## TASK STATEMENT
Counting the line with "#[derive(Debug, PartialEq, Eq)]" as the last one, copy out the lines of the data exactly from the first onward.

(Collected data)
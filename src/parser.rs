//! トークナイザ: 入力行を引数ベクタとバックグラウンドフラグに分解する。
//!
//! - 空白区切りでトークンを切り出す
//! - シングルクォートで囲まれた区間は空白を含めて 1 引数
//! - 末尾の `&` トークンは自身を取り除いてバックグラウンドフラグを立てる
//! - 空行は空の引数ベクタになる

// ── データ構造 ───────────────────────────────────────────────────────

/// パース結果。`argv` が空なら実行するものがない。
#[derive(Debug, PartialEq, Eq)]
pub struct ParsedLine {
    /// コマンドと引数。`argv[0]` がコマンド名。
    pub argv: Vec<String>,
    /// 末尾に `&` があった場合 true。
    pub background: bool,
}

// ── パース ───────────────────────────────────────────────────────────

/// 1 行をトークナイズする。構文エラーは存在しない（未閉クォートは行末まで扱う）。
pub fn parse(line: &str) -> ParsedLine {
    let mut argv = Vec::new();
    let mut chars = line.char_indices().peekable();

    while let Some(&(start, c)) = chars.peek() {
        if c.is_whitespace() {
            chars.next();
            continue;
        }
        if c == '\'' {
            // クォート区間: 次のシングルクォートまでを 1 引数として切り出す
            chars.next();
            let content_start = start + 1;
            let mut content_end = line.len();
            for (i, qc) in chars.by_ref() {
                if qc == '\'' {
                    content_end = i;
                    break;
                }
            }
            argv.push(line[content_start..content_end.min(line.len())].to_string());
        } else {
            let mut end = line.len();
            for (i, wc) in chars.by_ref() {
                if wc.is_whitespace() {
                    end = i;
                    break;
                }
            }
            if end == line.len() {
                argv.push(line[start..].to_string());
            } else {
                argv.push(line[start..end].to_string());
            }
        }
    }

    let background = argv.last().map(|s| s == "&").unwrap_or(false);
    if background {
        argv.pop();
    }

    ParsedLine { argv, background }
}

// ── Tests ───────────────────────────────────────────────────────────

#[cfg(test)]
mod tests {
    use super::*;

    fn argv(input: &str) -> Vec<String> {
        parse(input).argv
    }

    // ── 単純コマンド ──

    #[test]
    fn simple_command() {
        assert_eq!(argv("echo hello world"), vec!["echo", "hello", "world"]);
    }

    #[test]
    fn single_arg() {
        assert_eq!(argv("ls"), vec!["ls"]);
    }

    #[test]
    fn extra_whitespace() {
        assert_eq!(argv("  echo   hello  "), vec!["echo", "hello"]);
    }

    #[test]
    fn blank_line_yields_empty_argv() {
        let parsed = parse("   \n");
        assert!(parsed.argv.is_empty());
        assert!(!parsed.background);
    }

    // ── クォート ──

    #[test]
    fn single_quotes_span_one_argument() {
        assert_eq!(argv("echo 'hello world'"), vec!["echo", "hello world"]);
    }

    #[test]
    fn unterminated_quote_runs_to_end_of_line() {
        assert_eq!(argv("echo 'abc def"), vec!["echo", "abc def"]);
    }

    // ── バックグラウンドフラグ ──

    #[test]
    fn trailing_ampersand_sets_background_and_strips_itself() {
        let parsed = parse("sleep 1 &");
        assert_eq!(parsed.argv, vec!["sleep", "1"]);
        assert!(parsed.background);
    }

    #[test]
    fn ampersand_must_be_its_own_token() {
        let parsed = parse("echo a&b");
        assert_eq!(parsed.argv, vec!["echo", "a&b"]);
        assert!(!parsed.background);
    }

    #[test]
    fn lone_ampersand_yields_empty_background_line() {
        let parsed = parse("&");
        assert!(parsed.argv.is_empty());
        assert!(parsed.background);
    }
}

## ANSWER TO THE EXERCISE
filename src/parser.rs
//! トークナイザ: 入力行を引数ベクタとバックグラウンドフラグに分解する。
//!
//! - 空白区切りでトークンを切り出す
//! - シングルクォートで囲まれた区間は空白を含めて 1 引数
//! - 末尾の `&` トークンは自身を取り除いてバックグラウンドフラグを立てる
//! - 空行は空の引数ベクタになる

// ── データ構造 ───────────────────────────────────────────────────────

/// パース結果。`argv` が空なら実行するものがない。
#[derive(Debug, PartialEq, Eq)]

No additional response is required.